The indians occupied all of California in well defined provinces or territories. The provinces were defined by natural topographies such as rivers and mountains. These provinces provided a sense of security so there was little need for warfare and most tribes lived a peaceful and harmonious existence. There are no clear records of the number of indians living in the county at the time.

Ancestral Homelands of the early Peoples

Traded items among the indians were for things such as obsidian used for arrowheads and sea shells. Shells provided an artistic avenue and a useful currency. The main diet of the indians was a mush made of acorns. The acorns needed to be leached of the tannic acids and ground into meal before cooking the mush with hot stones in a water proof basket. Grinding rocks used in the preparation of acorn meal still exists today in spots around
county (in the Monterey Presido, and in Carmel Valley on the Esselen tribe land)

A favorite fish was salmon, folk lore mentions that the salmon was plentiful in those days. Salmon swam in most streams, some times twice a year. According the first European account the indians wore very little clothing, not unusual considering the Monterey Countys mild climate and the generations of indians acclimating to the weather.

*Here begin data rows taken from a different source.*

//! Baseline algorithms and the registry bootstrap.
//!
//! These are the non-statistical reference points every experiment can
//! include: random scoring, per-user/per-item averages, and popularity
//! ranking. Real recommenders come from external provider adapters
//! registered into the same tree.

use crate::algorithms::{AlgorithmInstance, Predictor, Recommender, ScoredItem};
use crate::data::RatingMatrix;
use rand::rngs::StdRng;
use rand::seq::SliceRandom;
use rand::{Rng, SeedableRng};
use reckit_core::registry::{ComponentFactory, CreateContext, RegistryNode};
use reckit_core::{AlgorithmError, ParamSpec, ParameterSet, RegistryError};
use serde_json::Value;
use std::collections::{BTreeMap, HashMap, HashSet};
use std::sync::Arc;

/// Splitmix64 gamma, used to decorrelate per-pair seeds.
const SEED_GAMMA: u64 = 0x9E37_79B9_7F4A_7C15;

fn seed_from_params(params: &BTreeMap<String, Value>) -> u64 {
    params
        .get("seed")
        .and_then(Value::as_u64)
        .unwrap_or_else(rand::random)
}

/// Uniform random rating predictor.
pub struct RandomPredictor {
    seed: u64,
    scale: (f64, f64),
}

impl RandomPredictor {
    pub fn new(seed: u64, scale: (f64, f64)) -> Self {
        Self { seed, scale }
    }
}

impl Predictor for RandomPredictor {
    fn train(&mut self, matrix: &RatingMatrix) -> Result<(), AlgorithmError> {
        self.scale = matrix.scale();
        Ok(())
    }

    fn predict(&self, user: u64, item: u64) -> Result<f64, AlgorithmError> {
        // Deterministic per (seed, user, item) so repeated runs agree.
        let mix = self
            .seed
            ^ user.wrapping_mul(SEED_GAMMA)
            ^ item.rotate_left(17).wrapping_mul(0xD1B5_4A32_D192_ED03);
        let mut rng = StdRng::seed_from_u64(mix);
        let (lo, hi) = self.scale;
        Ok(rng.gen_range(lo..=hi))
    }
}

/// Predicts each user's mean training rating, falling back to the global
/// mean for unseen users.
#[derive(Default)]
pub struct UserAvgPredictor {
    means: HashMap<u64, f64>,
    global: f64,
}

impl Predictor for UserAvgPredictor {
    fn train(&mut self, matrix: &RatingMatrix) -> Result<(), AlgorithmError> {
        let mut sums: HashMap<u64, (f64, usize)> = HashMap::new();
        for row in matrix.rows() {
            let entry = sums.entry(row.user).or_insert((0.0, 0));
            entry.0 += row.rating;
            entry.1 += 1;
        }
        self.means = sums
            .into_iter()
            .map(|(user, (sum, count))| (user, sum / count as f64))
            .collect();
        self.global = matrix.global_mean();
        Ok(())
    }

    fn predict(&self, user: u64, _item: u64) -> Result<f64, AlgorithmError> {
        Ok(self.means.get(&user).copied().unwrap_or(self.global))
    }
}

/// Predicts each item's mean training rating, falling back to the global
/// mean for unseen items.
#[derive(Default)]
pub struct ItemAvgPredictor {
    means: HashMap<u64, f64>,
    global: f64,
}

impl Predictor for ItemAvgPredictor {
    fn train(&mut self, matrix: &RatingMatrix) -> Result<(), AlgorithmError> {
        let mut sums: HashMap<u64, (f64, usize)> = HashMap::new();
        for row in matrix.rows() {
            let entry = sums.entry(row.item).or_insert((0.0, 0));
            entry.0 += row.rating;
            entry.1 += 1;
        }
        self.means = sums
            .into_iter()
            .map(|(item, (sum, count))| (item, sum / count as f64))
            .collect();
        self.global = matrix.global_mean();
        Ok(())
    }

    fn predict(&self, _user: u64, item: u64) -> Result<f64, AlgorithmError> {
        Ok(self.means.get(&item).copied().unwrap_or(self.global))
    }
}

/// Recommends uniformly random unseen items.
pub struct RandomRecommender {
    seed: u64,
    items: Vec<u64>,
    seen: HashMap<u64, HashSet<u64>>,
}

impl RandomRecommender {
    pub fn new(seed: u64) -> Self {
        Self {
            seed,
            items: Vec::new(),
            seen: HashMap::new(),
        }
    }
}

impl Recommender for RandomRecommender {
    fn train(&mut self, matrix: &RatingMatrix) -> Result<(), AlgorithmError> {
        self.items = matrix.items();
        self.seen.clear();
        for row in matrix.rows() {
            self.seen.entry(row.user).or_default().insert(row.item);
        }
        Ok(())
    }

    fn recommend(&self, user: u64, k: usize) -> Result<Vec<ScoredItem>, AlgorithmError> {
        let seen = self.seen.get(&user);
        let candidates: Vec<u64> = self
            .items
            .iter()
            .copied()
            .filter(|item| seen.is_none_or(|s| !s.contains(item)))
            .collect();
        let mut rng = StdRng::seed_from_u64(self.seed ^ user.wrapping_mul(SEED_GAMMA));
        let picked: Vec<u64> = candidates.choose_multiple(&mut rng, k).copied().collect();
        Ok(picked
            .into_iter()
            .enumerate()
            .map(|(rank, item)| ScoredItem {
                item,
                score: 1.0 - rank as f64 / k.max(1) as f64,
            })
            .collect())
    }
}

/// Recommends the most-rated unseen items, scored by interaction count.
#[derive(Default)]
pub struct MostPopRecommender {
    ranked: Vec<(u64, usize)>,
    seen: HashMap<u64, HashSet<u64>>,
}

impl Recommender for MostPopRecommender {
    fn train(&mut self, matrix: &RatingMatrix) -> Result<(), AlgorithmError> {
        let mut counts: HashMap<u64, usize> = HashMap::new();
        self.seen.clear();
        for row in matrix.rows() {
            *counts.entry(row.item).or_insert(0) += 1;
            self.seen.entry(row.user).or_default().insert(row.item);
        }
        let mut ranked: Vec<(u64, usize)> = counts.into_iter().collect();
        // Count descending, item ascending for a stable ranking.
        ranked.sort_by(|a, b| b.1.cmp(&a.1).then(a.0.cmp(&b.0)));
        self.ranked = ranked;
        Ok(())
    }

    fn recommend(&self, user: u64, k: usize) -> Result<Vec<ScoredItem>, AlgorithmError> {
        let seen = self.seen.get(&user);
        Ok(self
            .ranked
            .iter()
            .filter(|(item, _)| seen.is_none_or(|s| !s.contains(item)))
            .take(k)
            .map(|&(item, count)| ScoredItem {
                item,
                score: count as f64,
            })
            .collect())
    }
}

struct RandomPredictorFactory;

impl ComponentFactory<AlgorithmInstance> for RandomPredictorFactory {
    fn name(&self) -> &str {
        "Random"
    }

    fn default_params(&self) -> ParameterSet {
        ParameterSet::new().with(ParamSpec::random_seed("seed"))
    }

    fn create(
        &self,
        params: &BTreeMap<String, Value>,
        ctx: &CreateContext,
    ) -> Result<AlgorithmInstance, AlgorithmError> {
        Ok(AlgorithmInstance::Predictor(Box::new(RandomPredictor::new(
            seed_from_params(params),
            ctx.rating_scale,
        ))))
    }
}

struct UserAvgFactory;

impl ComponentFactory<AlgorithmInstance> for UserAvgFactory {
    fn name(&self) -> &str {
        "UserAvg"
    }

    fn create(
        &self,
        _params: &BTreeMap<String, Value>,
        _ctx: &CreateContext,
    ) -> Result<AlgorithmInstance, AlgorithmError> {
        Ok(AlgorithmInstance::Predictor(Box::new(
            UserAvgPredictor::default(),
        )))
    }
}

struct ItemAvgFactory;

impl ComponentFactory<AlgorithmInstance> for ItemAvgFactory {
    fn name(&self) -> &str {
        "ItemAvg"
    }

    fn create(
        &self,
        _params: &BTreeMap<String, Value>,
        _ctx: &CreateContext,
    ) -> Result<AlgorithmInstance, AlgorithmError> {
        Ok(AlgorithmInstance::Predictor(Box::new(
            ItemAvgPredictor::default(),
        )))
    }
}

struct RandomRecommenderFactory;

impl ComponentFactory<AlgorithmInstance> for RandomRecommenderFactory {
    fn name(&self) -> &str {
        "Random"
    }

    fn default_params(&self) -> ParameterSet {
        ParameterSet::new().with(ParamSpec::random_seed("seed"))
    }

    fn create(
        &self,
        params: &BTreeMap<String, Value>,
        _ctx: &CreateContext,
    ) -> Result<AlgorithmInstance, AlgorithmError> {
        Ok(AlgorithmInstance::Recommender(Box::new(
            RandomRecommender::new(seed_from_params(params)),
        )))
    }
}

struct MostPopFactory;

impl ComponentFactory<AlgorithmInstance> for MostPopFactory {
    fn name(&self) -> &str {
        "MostPop"
    }

    fn create(
        &self,
        _params: &BTreeMap<String, Value>,
        _ctx: &CreateContext,
    ) -> Result<AlgorithmInstance, AlgorithmError> {
        Ok(AlgorithmInstance::Recommender(Box::new(
            MostPopRecommender::default(),
        )))
    }
}

/// Build the registry tree with every built-in algorithm registered:
/// experiment kind -> provider -> algorithms.
pub fn algorithm_registry() -> Result<RegistryNode<AlgorithmInstance>, RegistryError> {
    let mut root = RegistryNode::branch();
    root.register_at(&["prediction", "baseline"], Arc::new(RandomPredictorFactory))?;
    root.register_at(&["prediction", "baseline"], Arc::new(UserAvgFactory))?;
    root.register_at(&["prediction", "baseline"], Arc::new(ItemAvgFactory))?;
    root.register_at(
        &["recommendation", "baseline"],
        Arc::new(RandomRecommenderFactory),
    )?;
    root.register_at(&["recommendation", "baseline"], Arc::new(MostPopFactory))?;
    Ok(root)
}
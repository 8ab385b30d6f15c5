//! Error types for the reckit core library.
//!
//! Uses `thiserror` for public API error types with structured variants
//! covering the registry, configuration, and algorithm-capability domains.

use std::path::PathBuf;

/// Top-level error type for the reckit core library.
#[derive(Debug, thiserror::Error)]
pub enum CoreError {
    #[error("Registry error: {0}")]
    Registry(#[from] RegistryError),

    #[error("Configuration error: {0}")]
    Config(#[from] ConfigError),

    #[error("Algorithm error: {0}")]
    Algorithm(#[from] AlgorithmError),

    #[error("IO error: {0}")]
    Io(#[from] std::io::Error),

    #[error("Serialization error: {0}")]
    Serialization(#[from] serde_json::Error),
}

/// Errors from component registration and registry construction.
///
/// All of these indicate programmer errors in registry bootstrap code, not
/// runtime conditions; they are surfaced at construction time so a misbuilt
/// tree never reaches an experiment run.
#[derive(Debug, thiserror::Error)]
pub enum RegistryError {
    #[error("Component already registered: {name}")]
    DuplicateComponent { name: String },

    #[error("Branch already mounted: {name}")]
    DuplicateBranch { name: String },

    #[error("Expected a leaf node at '{name}', found a branch")]
    LeafExpected { name: String },

    #[error("Expected a branch node at '{name}', found a leaf")]
    BranchExpected { name: String },
}

/// Errors from experiment configuration files.
#[derive(Debug, thiserror::Error)]
pub enum ConfigError {
    #[error("Configuration file not found: {path}")]
    FileNotFound { path: PathBuf },

    #[error("Configuration parse error: {message}")]
    Parse { message: String },

    #[error("Invalid configuration: {message}")]
    Invalid { message: String },
}

/// Errors raised by an algorithm capability behind the registry.
///
/// Construction errors propagate out of `RegistryNode::create` untouched;
/// training and testing errors are isolated per model by the pipeline that
/// owns the instance.
#[derive(Debug, thiserror::Error)]
pub enum AlgorithmError {
    #[error("Failed to construct algorithm '{name}': {message}")]
    Construction { name: String, message: String },

    #[error("Training failed for '{name}': {message}")]
    Training { name: String, message: String },

    #[error("Prediction failed for '{name}': {message}")]
    Prediction { name: String, message: String },

    #[error("Recommendation failed for '{name}': {message}")]
    Recommendation { name: String, message: String },
}

impl AlgorithmError {
    pub fn construction(name: impl Into<String>, message: impl Into<String>) -> Self {
        Self::Construction {
            name: name.into(),
            message: message.into(),
        }
    }

    pub fn training(name: impl Into<String>, message: impl Into<String>) -> Self {
        Self::Training {
            name: name.into(),
            message: message.into(),
        }
    }

    pub fn prediction(name: impl Into<String>, message: impl Into<String>) -> Self {
        Self::Prediction {
            name: name.into(),
            message: message.into(),
        }
    }

    pub fn recommendation(name: impl Into<String>, message: impl Into<String>) -> Self {
        Self::Recommendation {
            name: name.into(),
            message: message.into(),
        }
    }
}

/// A type alias for results using the top-level `CoreError`.
pub type Result<T> = std::result::Result<T, CoreError>;

#[cfg(test)]
mod tests {
    use super::*;

    #[test]
    fn test_error_display_registry() {
        let err = CoreError::Registry(RegistryError::DuplicateComponent {
            name: "Random".into(),
        });
        assert_eq!(
            err.to_string(),
            "Registry error: Component already registered: Random"
        );
    }

    #[test]
    fn test_error_display_config() {
        let err = CoreError::Config(ConfigError::FileNotFound {
            path: PathBuf::from("/tmp/missing.yml"),
        });
        assert_eq!(
            err.to_string(),
            "Configuration error: Configuration file not found: /tmp/missing.yml"
        );
    }

    #[test]
    fn test_error_display_algorithm() {
        let err = AlgorithmError::training("BiasedMF", "singular matrix");
        assert_eq!(
            err.to_string(),
            "Training failed for 'BiasedMF': singular matrix"
        );
    }

    #[test]
    fn test_error_from_io() {
        let io_err = std::io::Error::new(std::io::ErrorKind::NotFound, "file not found");
        let err: CoreError = io_err.into();
        assert!(matches!(err, CoreError::Io(_)));
    }

    #[test]
    fn test_error_from_serde() {
        let serde_err = serde_json::from_str::<serde_json::Value>("not json").unwrap_err();
        let err: CoreError = serde_err.into();
        assert!(matches!(err, CoreError::Serialization(_)));
    }
}
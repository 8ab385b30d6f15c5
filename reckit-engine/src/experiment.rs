//! Experiment orchestration.
//!
//! Resolves the configured models against the registry, then drives one
//! [`ModelPipeline`] per dataset-matrix pair inside a background run,
//! collecting every produced model output into the run's `overview.json`.

use crate::algorithms::AlgorithmInstance;
use crate::data::MatrixSource;
use crate::error::{EngineError, RunError};
use crate::output::{self, ModelOutputRecord, RunOverview};
use crate::pipeline::{ModelPipeline, ResolvedModel};
use crate::run::{RunManager, RunSignal};
use reckit_core::events::{EventContext, EventSink, Severity};
use reckit_core::registry::RegistryNode;
use reckit_core::resolve::resolve_object_list;
use reckit_core::ExperimentConfig;
use std::path::{Path, PathBuf};
use std::sync::Arc;
use tracing::{error, info};

/// A fully wired experiment, ready to execute or to spawn as a
/// background run.
pub struct Experiment {
    config: ExperimentConfig,
    registry: Arc<RegistryNode<AlgorithmInstance>>,
    events: Arc<dyn EventSink>,
}

impl Experiment {
    pub fn new(
        config: ExperimentConfig,
        registry: Arc<RegistryNode<AlgorithmInstance>>,
        events: Arc<dyn EventSink>,
    ) -> Self {
        Self {
            config,
            registry,
            events,
        }
    }

    pub fn config(&self) -> &ExperimentConfig {
        &self.config
    }

    /// Resolve every configured model entry against its provider branch.
    ///
    /// Unknown providers and unresolvable entries are skipped with
    /// diagnostics; the returned list preserves configuration order
    /// within each provider.
    pub fn resolve_models(&self) -> Vec<ResolvedModel> {
        let kind = self.config.kind.as_str();
        let Some(kind_node) = self.registry.resolve(&[kind]) else {
            self.events.emit(
                Severity::Error,
                &format!("registry has no '{kind}' namespace"),
                &EventContext::category("model"),
            );
            return Vec::new();
        };

        let mut models = Vec::new();
        for (provider, entries) in &self.config.models {
            let Some(node) = kind_node.resolve(&[provider.as_str()]) else {
                self.events.emit(
                    Severity::Warning,
                    &format!(
                        "unknown provider '{provider}' for {kind} experiments, available: {:?}",
                        kind_node.list_names()
                    ),
                    &EventContext::category("model"),
                );
                continue;
            };
            for (config, _raw) in
                resolve_object_list("model", provider, entries, node, self.events.as_ref())
            {
                models.push(ResolvedModel {
                    provider: provider.clone(),
                    config,
                });
            }
        }
        if models.is_empty() {
            self.events.emit(
                Severity::Error,
                "no models could be resolved from the configuration",
                &EventContext::category("model"),
            );
        }
        models
    }

    /// Execute the experiment in the calling thread.
    ///
    /// Allocates the next `run_<N>` directory under
    /// `<result_dir>/<experiment>`, runs every dataset-matrix pair that
    /// the signal allows, and writes `overview.json`. A dataset whose
    /// matrices are unreadable is reported and skipped; the run itself
    /// always completes with whatever was produced.
    pub fn execute(&self, result_dir: &Path, signal: &RunSignal) -> Result<RunOverview, EngineError> {
        let models = self.resolve_models();
        let run_dir = output::allocate_run_dir(&result_dir.join(&self.config.name))?;
        info!(run_dir = %run_dir.display(), models = models.len(), "starting experiment run");

        let mut overview = RunOverview::new(
            &self.config.name,
            self.config.kind,
            self.config.evaluation.clone(),
        );

        let kind_node = self.registry.resolve(&[self.config.kind.as_str()]);
        if let Some(kind_node) = kind_node.filter(|_| !models.is_empty()) {
            for dataset in &self.config.datasets {
                if !signal.is_running() {
                    info!(run = %self.config.name, "experiment stopped before next dataset");
                    break;
                }
                let source = MatrixSource::from_config(dataset);
                let matrix_root = run_dir.join(&dataset.name).join(&dataset.matrix);
                let pipeline = ModelPipeline::new(kind_node, &source, self.events.as_ref())
                    .with_top_k(self.config.top_k)
                    .with_max_threads(self.config.max_threads);

                match pipeline.run(&matrix_root, &models, &|| signal.is_running()) {
                    Ok(dirs) => {
                        for dir in dirs {
                            let model = dir
                                .file_name()
                                .map(|n| n.to_string_lossy().into_owned())
                                .unwrap_or_default();
                            overview.push(ModelOutputRecord {
                                dataset: dataset.name.clone(),
                                matrix: dataset.matrix.clone(),
                                model,
                                dir,
                            });
                        }
                    }
                    Err(e) => {
                        // Fatal for this dataset-matrix pair only.
                        self.events.emit(
                            Severity::Error,
                            &format!(
                                "dataset '{}/{}' failed: {e}",
                                dataset.name, dataset.matrix
                            ),
                            &EventContext::run(&self.config.name),
                        );
                    }
                }
            }
        }

        overview.save(&run_dir)?;
        info!(
            run = %self.config.name,
            produced = overview.models.len(),
            "experiment run complete"
        );
        Ok(overview)
    }

    /// Spawn this experiment as a background run named after it.
    pub fn spawn(self, manager: &RunManager, result_dir: PathBuf) -> Result<(), RunError> {
        self.spawn_with_callback(manager, result_dir, |_| {})
    }

    /// Spawn as a background run, with a completion callback.
    pub fn spawn_with_callback<C>(
        self,
        manager: &RunManager,
        result_dir: PathBuf,
        on_done: C,
    ) -> Result<(), RunError>
    where
        C: FnOnce(&str) + Send + 'static,
    {
        let name = self.config.name.clone();
        manager.start_with_callback(
            &name,
            move |signal| {
                if let Err(e) = self.execute(&result_dir, &signal) {
                    error!(run = %self.config.name, error = %e, "experiment run failed");
                }
            },
            on_done,
        )
    }
}

#[cfg(test)]
mod tests {
    use super::*;
    use crate::algorithms::baselines::algorithm_registry;
    use pretty_assertions::assert_eq;
    use reckit_core::events::MemorySink;
    use serde_json::json;
    use std::sync::mpsc;
    use std::time::Duration;

    fn sample_config(dir: &Path) -> ExperimentConfig {
        let train_path = dir.join("train.tsv");
        let test_path = dir.join("test.tsv");
        std::fs::write(
            &train_path,
            "1\t10\t4.0\n1\t20\t2.0\n2\t10\t5.0\n2\t30\t3.0\n3\t10\t1.0\n",
        )
        .unwrap();
        std::fs::write(&test_path, "1\t30\t3.0\n2\t20\t4.0\n3\t20\t2.0\n").unwrap();

        serde_json::from_value(json!({
            "name": "baseline-check",
            "type": "recommendation",
            "top_k": 2,
            "datasets": [{
                "name": "tiny",
                "train_path": train_path,
                "test_path": test_path,
                "rating_scale": [1.0, 5.0]
            }],
            "models": {
                "baseline": [
                    {"name": "Random", "params": {"seed": 42}},
                    {"name": "MostPop"}
                ]
            },
            "evaluation": [{"name": "NDCG", "params": {"k": 2}}]
        }))
        .unwrap()
    }

    fn experiment(config: ExperimentConfig, sink: Arc<MemorySink>) -> Experiment {
        Experiment::new(config, Arc::new(algorithm_registry().unwrap()), sink)
    }

    #[test]
    fn test_resolve_models_validates_params() {
        let dir = tempfile::tempdir().unwrap();
        let sink = Arc::new(MemorySink::new());
        let exp = experiment(sample_config(dir.path()), Arc::clone(&sink));

        let models = exp.resolve_models();
        assert_eq!(models.len(), 2);
        assert_eq!(models[0].config.name, "Random");
        assert_eq!(models[0].config.params["seed"], json!(42));
        assert_eq!(models[1].config.name, "MostPop");
        assert!(models[1].config.params.is_empty());
    }

    #[test]
    fn test_unknown_provider_is_skipped() {
        let dir = tempfile::tempdir().unwrap();
        let mut config = sample_config(dir.path());
        config
            .models
            .insert("lenskit".into(), vec![json!({"name": "ImplicitMF"})]);
        let sink = Arc::new(MemorySink::new());
        let exp = experiment(config, Arc::clone(&sink));

        let models = exp.resolve_models();
        assert_eq!(models.len(), 2);
        assert!(sink
            .events()
            .iter()
            .any(|e| e.message.contains("unknown provider 'lenskit'")));
    }

    #[test]
    fn test_execute_produces_run_layout() {
        let dir = tempfile::tempdir().unwrap();
        let sink = Arc::new(MemorySink::new());
        let exp = experiment(sample_config(dir.path()), Arc::clone(&sink));
        let results = dir.path().join("results");

        let overview = exp.execute(&results, &RunSignal::new()).unwrap();

        let run_dir = results.join("baseline-check").join("run_0");
        assert!(run_dir.join("overview.json").exists());
        assert_eq!(overview.models.len(), 2);
        assert_eq!(overview.models[0].model, "Random");
        assert_eq!(overview.models[1].model, "MostPop");
        let model_dir = run_dir.join("tiny").join("user-item-rating").join("MostPop");
        assert!(model_dir.join("ratings.tsv").exists());
        assert!(model_dir.join("settings.json").exists());
        assert_eq!(overview.evaluation.len(), 1);
    }

    #[test]
    fn test_repeated_execution_allocates_new_run_dirs() {
        let dir = tempfile::tempdir().unwrap();
        let sink = Arc::new(MemorySink::new());
        let exp = experiment(sample_config(dir.path()), Arc::clone(&sink));
        let results = dir.path().join("results");

        exp.execute(&results, &RunSignal::new()).unwrap();
        exp.execute(&results, &RunSignal::new()).unwrap();

        assert!(results.join("baseline-check").join("run_0").exists());
        assert!(results.join("baseline-check").join("run_1").exists());
    }

    #[test]
    fn test_unreadable_dataset_is_reported_not_fatal() {
        let dir = tempfile::tempdir().unwrap();
        let mut config = sample_config(dir.path());
        config.datasets[0].train_path = dir.path().join("gone.tsv");
        let sink = Arc::new(MemorySink::new());
        let exp = experiment(config, Arc::clone(&sink));

        let overview = exp
            .execute(&dir.path().join("results"), &RunSignal::new())
            .unwrap();
        assert!(overview.models.is_empty());
        assert!(sink
            .events()
            .iter()
            .any(|e| e.message.contains("Dataset unavailable")));
    }

    #[test]
    fn test_spawned_experiment_completes_in_background() {
        let dir = tempfile::tempdir().unwrap();
        let sink = Arc::new(MemorySink::new());
        let exp = experiment(sample_config(dir.path()), sink);
        let results = dir.path().join("results");
        let manager = RunManager::new();
        let (tx, rx) = mpsc::channel();

        exp.spawn_with_callback(&manager, results.clone(), move |name| {
            tx.send(name.to_string()).unwrap();
        })
        .unwrap();

        assert_eq!(
            rx.recv_timeout(Duration::from_secs(5)).unwrap(),
            "baseline-check"
        );
        assert!(results.join("baseline-check").join("run_0").exists());
        assert!(!manager.is_active("baseline-check"));
    }
}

The darkest time in the indian civilization was the California Mission Era. When most of the indians were rounded up and forced to serve in the Missions. Not allowed to speak their native tongue, not able to practice their customs and living in separate male and female quarters the indians suffered. During the gold rush the indians suffered another dark time when miners having quit the search for gold settled down to farming on indian land by either killing the inhabitants or running them off their land.

Today the only large indian owned land is the 1200 acres of Esselen land privately owned since the Mission era.